Iron Man 3 is quick to shed any vestiges of that previous misstep. Borrowing heavily from the same character development and loss that worked so well in the Dark Knight Rises (yes, I am making that comparison here), Iron Man 3 manages to capture both desperation and the bravado of Tony Stark, while still showcasing that the man can feel pain. Actual, legitimate pain. Remember, this is a character created specifically to be unlikable, and now we the audience not only see his vulnerable side, but we see him suffer because of it.
We watch as he loses not just his home and armor, but his peace of mind. We watch him dream up nightmares of what he has seen and done. We witness the stress of actually BEING Iron Man finally take its inevitable toll on what is in fact just a man.
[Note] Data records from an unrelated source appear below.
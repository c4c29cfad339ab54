use std::io;
use std::path::{Component, Path, PathBuf};
use thiserror::Error;
use tokio::fs;
use tokio::io::ErrorKind;

/// 只能通过相对路径访问文件的目录。
#[derive(Clone, Debug)]
pub struct Storage {
    root: PathBuf,
}

impl Storage {
    pub fn new(root: PathBuf) -> Self {
        Self { root }
    }

    pub async fn ensure_root(&self) -> io::Result<()> {
        fs::create_dir_all(&self.root).await
    }

    pub fn root_path(&self) -> &Path {
        &self.root
    }

    pub async fn resolve_path_checked(
        &self,
        relative: &str,
        allow_missing_leaf: bool,
    ) -> Result<PathBuf, StorageError> {
        let target = self.resolve(relative)?;
        self.ensure_no_symlink_components(&target, allow_missing_leaf)
            .await?;
        Ok(target)
    }

    /// 判断相对路径是否指向一个已存在的普通文件。
    pub async fn is_file(&self, relative: &str) -> Result<bool, StorageError> {
        let target = match self.resolve_path_checked(relative, false).await {
            Ok(target) => target,
            Err(StorageError::Io(err)) if err.kind() == ErrorKind::NotFound => return Ok(false),
            Err(err) => return Err(err),
        };
        Ok(fs::metadata(&target).await?.is_file())
    }

    fn resolve(&self, relative: &str) -> Result<PathBuf, StorageError> {
        let mut normalized = PathBuf::new();
        let trimmed = relative.trim_start_matches(['/', '\\']);
        for component in Path::new(trimmed).components() {
            match component {
                Component::Normal(segment) => normalized.push(segment),
                Component::CurDir => continue,
                Component::ParentDir | Component::RootDir | Component::Prefix(_) => {
                    return Err(StorageError::InvalidPath);
                }
            }
        }
        if normalized.as_os_str().is_empty() {
            return Err(StorageError::InvalidPath);
        }

        Ok(self.root.join(normalized))
    }

    async fn ensure_no_symlink_components(
        &self,
        target: &Path,
        allow_missing_leaf: bool,
    ) -> Result<(), StorageError> {
        let relative = target
            .strip_prefix(&self.root)
            .map_err(|_| StorageError::InvalidPath)?;
        let mut current = PathBuf::from(&self.root);
        let mut components = relative.components().peekable();

        while let Some(component) = components.next() {
            current.push(component.as_os_str());
            match fs::symlink_metadata(&current).await {
                Ok(metadata) => {
                    if metadata.file_type().is_symlink() {
                        return Err(StorageError::InvalidPath);
                    }
                    if components.peek().is_some() && !metadata.is_dir() {
                        return Err(StorageError::InvalidPath);
                    }
                }
                Err(err) if err.kind() == ErrorKind::NotFound && allow_missing_leaf => {
                    return Ok(());
                }
                Err(err) => return Err(StorageError::Io(err)),
            }
        }

        Ok(())
    }
}

#[derive(Debug, Error)]
pub enum StorageError {
    #[error("invalid path")]
    InvalidPath,
    #[error(transparent)]
    Io(#[from] io::Error),
}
A brilliant, arrogant genius of a man, but ultimately still just a man. We watch as it robs him of any sense of security he might have had, and cast him into a well of self-doubt and fear that takes actual effort to claw out of. This Tony Stark cannot, and will not, just buy himself freedom from his demons. No, now he has to actually face them, and surpass them, before he loses himself.
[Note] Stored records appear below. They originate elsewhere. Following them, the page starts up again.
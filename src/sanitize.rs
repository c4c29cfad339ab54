//! 上传文件名清洗：只保留可安全落盘的 ASCII 字符。

/// 将文件名规整为扁平、安全的 ASCII 文件名。
///
/// 路径分隔符视为分词，连续空白替换为 `_`，`[A-Za-z0-9_.-]` 以外的字符被丢弃，
/// 首尾的 `.`/`_` 会被去掉，结果不会指向上级目录或隐藏文件。
pub fn secure_filename(name: &str) -> String {
    let flattened: String = name
        .chars()
        .filter(char::is_ascii)
        .map(|c| if c == '/' || c == '\\' { ' ' } else { c })
        .collect();
    let joined = flattened.split_whitespace().collect::<Vec<_>>().join("_");
    joined
        .chars()
        .filter(|c| c.is_ascii_alphanumeric() || matches!(c, '_' | '.' | '-'))
        .collect::<String>()
        .trim_matches(|c| c == '.' || c == '_')
        .to_string()
}

#[cfg(test)]
mod tests {
    use super::secure_filename;

    #[test]
    fn keeps_map_names_unchanged() {
        assert_eq!(secure_filename("map_1500.dat"), "map_1500.dat");
    }

    #[test]
    fn strips_path_components() {
        assert_eq!(secure_filename("../../etc/passwd"), "etc_passwd");
        assert_eq!(secure_filename("..\\idcounts.dat"), "idcounts.dat");
        assert_eq!(secure_filename("/map_1.dat"), "map_1.dat");
    }

    #[test]
    fn collapses_whitespace_and_drops_unsafe_chars() {
        assert_eq!(secure_filename("my  map\t1.dat"), "my_map_1.dat");
        assert_eq!(secure_filename("carte-é$1.dat"), "carte-1.dat");
        assert_eq!(secure_filename("..."), "");
    }
}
No more chasing shadows and suppressing his shortcomings, no, this time we get to see the real Tony. And, as he puts it so eloquently in the film’s closing moments, we watch as he realizes the suit wasn’t his obsession, nor his therapy, but rather it was his “cocoon.”
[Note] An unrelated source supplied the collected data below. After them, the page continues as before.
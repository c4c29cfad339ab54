//! 地图上传/下载共享的目录、配置与槽位锁。

use std::io;
use std::path::PathBuf;

use crate::config::MapConfig;
use crate::locking::SlotLocks;
use crate::map_id::{CounterError, UploadWindow, last_map_id};
use crate::storage::Storage;

/// 地图处理器共享的状态，通过 `Arc` 共享。
#[derive(Debug)]
pub struct MapService {
    pub(crate) config: MapConfig,
    pub(crate) uploads: Storage,
    pub(crate) downloads: Storage,
    pub(crate) slots: SlotLocks,
}

impl MapService {
    pub fn new(config: MapConfig) -> Self {
        let uploads = Storage::new(config.uploads_dir.clone());
        let downloads = Storage::new(config.downloads_dir.clone());
        Self {
            config,
            uploads,
            downloads,
            slots: SlotLocks::new(),
        }
    }

    pub async fn ensure_dirs(&self) -> io::Result<()> {
        self.uploads.ensure_root().await?;
        self.downloads.ensure_root().await
    }

    pub fn config(&self) -> &MapConfig {
        &self.config
    }

    pub fn uploads_dir(&self) -> PathBuf {
        self.uploads.root_path().to_path_buf()
    }

    pub fn slots(&self) -> &SlotLocks {
        &self.slots
    }

    /// 读取计数文件；每次请求重新读取，不做缓存。
    pub async fn last_map_id(&self) -> Result<i64, CounterError> {
        last_map_id(self.uploads.root_path()).await
    }

    pub async fn upload_window(&self) -> Result<UploadWindow, CounterError> {
        let last_id = self.last_map_id().await?;
        Ok(UploadWindow::new(
            last_id,
            self.config.last_allowed_id_range,
        ))
    }
}

#[cfg(test)]
pub(crate) mod test_support {
    use super::*;
    use crate::config::{
        DEFAULT_MAP_UPLOAD_ID_RANGE, DEFAULT_MAP_UPLOAD_MAX_FILE_SIZE,
        DEFAULT_MAP_UPLOAD_MAX_FILES,
    };
    use crate::testing::write_counter;
    use std::sync::Arc;
    use std::time::Duration;
    use tempfile::TempDir;

    /// 基于临时目录创建服务，计数文件记录 `last_id`。
    pub fn make_service(last_id: i32) -> (TempDir, Arc<MapService>) {
        let temp = tempfile::tempdir().expect("tempdir");
        let uploads_dir = temp.path().join("uploads");
        let downloads_dir = temp.path().join("downloads");
        std::fs::create_dir_all(&uploads_dir).expect("create uploads");
        std::fs::create_dir_all(&downloads_dir).expect("create downloads");
        write_counter(&uploads_dir, last_id);
        let config = MapConfig {
            uploads_dir,
            downloads_dir,
            max_files: DEFAULT_MAP_UPLOAD_MAX_FILES,
            max_file_size: DEFAULT_MAP_UPLOAD_MAX_FILE_SIZE,
            last_allowed_id_range: DEFAULT_MAP_UPLOAD_ID_RANGE,
            slot_lock_timeout: Duration::from_secs(5),
            temp_ttl: Duration::from_secs(60),
        };
        (temp, Arc::new(MapService::new(config)))
    }
}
That, my fellow comic fans, is a story worth seeing. Never you mind that we saw it play out to utter perfection last summer with Bruce Wayne, this time we get to see it again, and watch it happen to quite possibly the most deserving douchebag in the entire comic book canon. Hell, its so worth seeing, that I’ll probably go again next week, just to see if I missed anything.
Some random tidbits now, before my coherence leaves me:
Ben Kingsley, OMGWTF. The man still has it, and in droves. Ditto for Gwyneth Paltrow, who proves, and quite definitively, that she has an inner badass that just needs the right method to convey.
While I am aware that this film’s plot was culled from the “Extremis” storyline in the comics, the entire time I watched Aldrich Killian “do his thing,” I kept picturing Blight from Batman Beyond. Not that I have a problem with that, Blight was awesome. I just couldn’t shake that notion. (Which, in hindsight, is also probably why I started thinking of Dark Knight Rises…tenuous connection, I know, but one that my mind is already predisposed to making.)
Obligatory post-credit scene? Check. We get to see Ruffalo again. Do not miss out on that, especially all you Tony/Bruce shippers.
And lastly, one does not mess with Don Cheadle. Seriously, don’t mess with him, OR his toys. WARMACHINEROX
This rant has been brought to you by the letters S and D, for sleep-deprived.